Your Mastra workflows can now run on Temporal. The new Temporal integration gives you retries, scheduling, durable state, and execution that survives worker restarts.
Workflow code stays identical. Under the hood, createWorkflow() becomes a Temporal workflow and createStep() becomes a Temporal activity.
Reach for Temporal when your workflows call external APIs, stretch over hours or days, or have to outlive a worker restart. You can self-host it or use the hosted version.
Get started
Install the Temporal packages:
npm install @mastra/temporal @temporalio/client @temporalio/worker @temporalio/envconfigRequires @mastra/core@1.32.0 or later, added in PR #15789.

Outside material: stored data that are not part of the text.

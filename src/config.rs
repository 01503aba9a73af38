//! Detector configuration
//!
//! All tunables live here with their defaults. A configuration is validated
//! once, before any frame is processed; a degenerate window or threshold is
//! rejected instead of silently producing nonsense.

use serde::{Deserialize, Serialize};
use std::path::Path;

use crate::error::ConfigError;
use crate::schema::PoseLandmark;

/// Default vertical hysteresis threshold (pixels)
pub const DEFAULT_Y_THRESHOLD: f64 = 15.0;

/// Default smoothing window size (samples)
pub const DEFAULT_SMOOTH_WINDOW: usize = 5;

/// Default frame rate used to derive timestamps from frame indices
pub const DEFAULT_FALLBACK_FPS: f64 = 30.0;

/// Complete configuration for a jump processor
#[derive(Debug, Clone, Default, PartialEq, Serialize, Deserialize)]
#[serde(default)]
pub struct JumpConfig {
    pub detector: DetectorConfig,
    pub signal: SignalConfig,
    pub stream: StreamConfig,
}

/// Tunables of the jump state machine
#[derive(Debug, Clone, PartialEq, Serialize, Deserialize)]
#[serde(default)]
pub struct DetectorConfig {
    /// Minimum vertical change (pixels) for takeoff and landing
    pub y_threshold: f64,
    /// Number of valid samples averaged by the smoother
    pub smooth_window: usize,
}

impl Default for DetectorConfig {
    fn default() -> Self {
        Self {
            y_threshold: DEFAULT_Y_THRESHOLD,
            smooth_window: DEFAULT_SMOOTH_WINDOW,
        }
    }
}

impl DetectorConfig {
    pub fn new(y_threshold: f64, smooth_window: usize) -> Self {
        Self {
            y_threshold,
            smooth_window,
        }
    }

    pub fn validate(&self) -> Result<(), ConfigError> {
        if self.smooth_window == 0 {
            return Err(ConfigError::InvalidWindow(self.smooth_window));
        }
        if !self.y_threshold.is_finite() || self.y_threshold <= 0.0 {
            return Err(ConfigError::InvalidThreshold(self.y_threshold));
        }
        Ok(())
    }
}

/// Which landmarks define the ground-contact reference point
#[derive(Debug, Clone, Copy, Default, PartialEq, Eq, Serialize, Deserialize)]
#[serde(rename_all = "snake_case")]
pub enum ReferencePoint {
    /// Mean of both ankles
    #[default]
    Ankles,
    /// Mean of both heels
    Heels,
    /// Mean of both foot-index (toe) points
    FootIndex,
    /// Mean of both ankles and both foot-index points
    AnklesAndFeet,
}

impl ReferencePoint {
    /// Landmarks averaged to produce the reference point
    pub fn landmarks(&self) -> &'static [PoseLandmark] {
        match self {
            ReferencePoint::Ankles => &[PoseLandmark::LeftAnkle, PoseLandmark::RightAnkle],
            ReferencePoint::Heels => &[PoseLandmark::LeftHeel, PoseLandmark::RightHeel],
            ReferencePoint::FootIndex => {
                &[PoseLandmark::LeftFootIndex, PoseLandmark::RightFootIndex]
            }
            ReferencePoint::AnklesAndFeet => &[
                PoseLandmark::LeftAnkle,
                PoseLandmark::RightAnkle,
                PoseLandmark::LeftFootIndex,
                PoseLandmark::RightFootIndex,
            ],
        }
    }

    pub fn as_str(&self) -> &'static str {
        match self {
            ReferencePoint::Ankles => "ankles",
            ReferencePoint::Heels => "heels",
            ReferencePoint::FootIndex => "foot_index",
            ReferencePoint::AnklesAndFeet => "ankles_and_feet",
        }
    }
}

/// Landmark extraction policy
#[derive(Debug, Clone, PartialEq, Serialize, Deserialize)]
#[serde(default)]
pub struct SignalConfig {
    pub reference: ReferencePoint,
    /// Landmarks reporting a visibility below this are treated as absent.
    /// Landmarks without a visibility value are always accepted.
    pub min_visibility: f32,
}

impl Default for SignalConfig {
    fn default() -> Self {
        Self {
            reference: ReferencePoint::default(),
            min_visibility: 0.0,
        }
    }
}

impl SignalConfig {
    pub fn validate(&self) -> Result<(), ConfigError> {
        if !(0.0..=1.0).contains(&self.min_visibility) {
            return Err(ConfigError::InvalidVisibility(self.min_visibility));
        }
        Ok(())
    }
}

/// Stream timing policy
#[derive(Debug, Clone, PartialEq, Serialize, Deserialize)]
#[serde(default)]
pub struct StreamConfig {
    /// Frame rate used for frames that carry an index but no timestamp
    pub fallback_fps: f64,
}

impl Default for StreamConfig {
    fn default() -> Self {
        Self {
            fallback_fps: DEFAULT_FALLBACK_FPS,
        }
    }
}

impl StreamConfig {
    pub fn validate(&self) -> Result<(), ConfigError> {
        if !self.fallback_fps.is_finite() || self.fallback_fps <= 0.0 {
            return Err(ConfigError::InvalidFrameRate(self.fallback_fps));
        }
        Ok(())
    }
}

/// Logging settings for binaries embedding the crate
#[derive(Debug, Clone, PartialEq, Serialize, Deserialize)]
#[serde(default)]
pub struct LoggingConfig {
    /// Log level filter (e.g. "info", "broadjump=debug,warn")
    pub level: String,
    /// Emit structured JSON log lines
    pub json: bool,
}

impl Default for LoggingConfig {
    fn default() -> Self {
        Self {
            level: "info".to_string(),
            json: false,
        }
    }
}

impl JumpConfig {
    pub fn validate(&self) -> Result<(), ConfigError> {
        self.detector.validate()?;
        self.signal.validate()?;
        self.stream.validate()
    }

    /// Parse and validate a JSON configuration
    pub fn from_json(json: &str) -> Result<Self, ConfigError> {
        let config: JumpConfig = serde_json::from_str(json)?;
        config.validate()?;
        Ok(config)
    }

    /// Read, parse and validate a JSON configuration file
    pub fn from_file(path: &Path) -> Result<Self, ConfigError> {
        let json = std::fs::read_to_string(path)?;
        Self::from_json(&json)
    }

    pub fn to_json(&self) -> Result<String, serde_json::Error> {
        serde_json::to_string_pretty(self)
    }
}

#[cfg(test)]
mod tests {
    use super::*;
    use pretty_assertions::assert_eq;

    #[test]
    fn test_defaults_are_valid() {
        let config = JumpConfig::default();
        assert!(config.validate().is_ok());
        assert_eq!(config.detector.y_threshold, 15.0);
        assert_eq!(config.detector.smooth_window, 5);
        assert_eq!(config.signal.reference, ReferencePoint::Ankles);
    }

    #[test]
    fn test_rejects_empty_window() {
        let config = DetectorConfig::new(15.0, 0);
        assert!(matches!(config.validate(), Err(ConfigError::InvalidWindow(0))));
    }

    #[test]
    fn test_rejects_non_positive_threshold() {
        for threshold in [0.0, -3.0, f64::NAN, f64::INFINITY] {
            let config = DetectorConfig::new(threshold, 5);
            assert!(matches!(
                config.validate(),
                Err(ConfigError::InvalidThreshold(_))
            ));
        }
    }

    #[test]
    fn test_rejects_out_of_range_visibility() {
        let config = JumpConfig {
            signal: SignalConfig {
                min_visibility: 1.5,
                ..Default::default()
            },
            ..Default::default()
        };
        assert!(matches!(
            config.validate(),
            Err(ConfigError::InvalidVisibility(_))
        ));
    }

    #[test]
    fn test_partial_json_uses_defaults() {
        let config = JumpConfig::from_json(r#"{"detector": {"y_threshold": 20.0}}"#).unwrap();

        assert_eq!(config.detector.y_threshold, 20.0);
        assert_eq!(config.detector.smooth_window, DEFAULT_SMOOTH_WINDOW);
        assert_eq!(config.stream.fallback_fps, DEFAULT_FALLBACK_FPS);
    }

    #[test]
    fn test_invalid_json_config_rejected() {
        assert!(matches!(
            JumpConfig::from_json(r#"{"detector": {"smooth_window": 0}}"#),
            Err(ConfigError::InvalidWindow(0))
        ));
        assert!(matches!(
            JumpConfig::from_json("not json"),
            Err(ConfigError::Json(_))
        ));
    }

    #[test]
    fn test_logging_defaults() {
        let logging: LoggingConfig = serde_json::from_str(r#"{"json": true}"#).unwrap();
        assert_eq!(logging.level, "info");
        assert!(logging.json);
    }

    #[test]
    fn test_round_trip_reference_point() {
        let config = JumpConfig {
            signal: SignalConfig {
                reference: ReferencePoint::AnklesAndFeet,
                min_visibility: 0.5,
            },
            ..Default::default()
        };

        let json = config.to_json().unwrap();
        assert!(json.contains("ankles_and_feet"));
        assert_eq!(JumpConfig::from_json(&json).unwrap(), config);
    }
}
//! pose.frame.v1 input schema
//!
//! This module defines the per-frame records produced by the pose-estimation
//! collaborator and the helpers for reading them as NDJSON or JSON arrays.

mod adapter;
mod frame;

pub use adapter::*;
pub use frame::*;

Running Mastra workflows on Temporal consists of three parts:
- A Temporal client instance to convert the workflow functions
- An import swap in workflow files
- A long-lived worker process to run them
Temporal client instance
Create a Temporal client instance that binds Mastra's createWorkflow and createStep to a Temporal task queue. (typically created at src/mastra/temporal/index.ts)
Import swap
Import createWorkflow and createStep from the Temporal client instance:
// resolves to src/mastra/temporal/index.ts
import { createWorkflow, createStep } from "../temporal";
const incrementStep = createStep({
id: "increment-step"
//...
});
export const incrementWorkflow = createWorkflow({
id: "increment-workflow"
// ...
})
.then(incrementStep)
.commit();Worker process
Create a worker process that polls the Temporal task queue and runs your workflows.
Config-wise, both the Temporal instance and worker accept knobs like startToCloseTimeout, maxConcurrentActivityTaskExecutions, and shutdownForceTime — see the Temporal deployment guide for the full list.
@mastra/temporal is still experimental and the API may change between releases. The package README has the current state.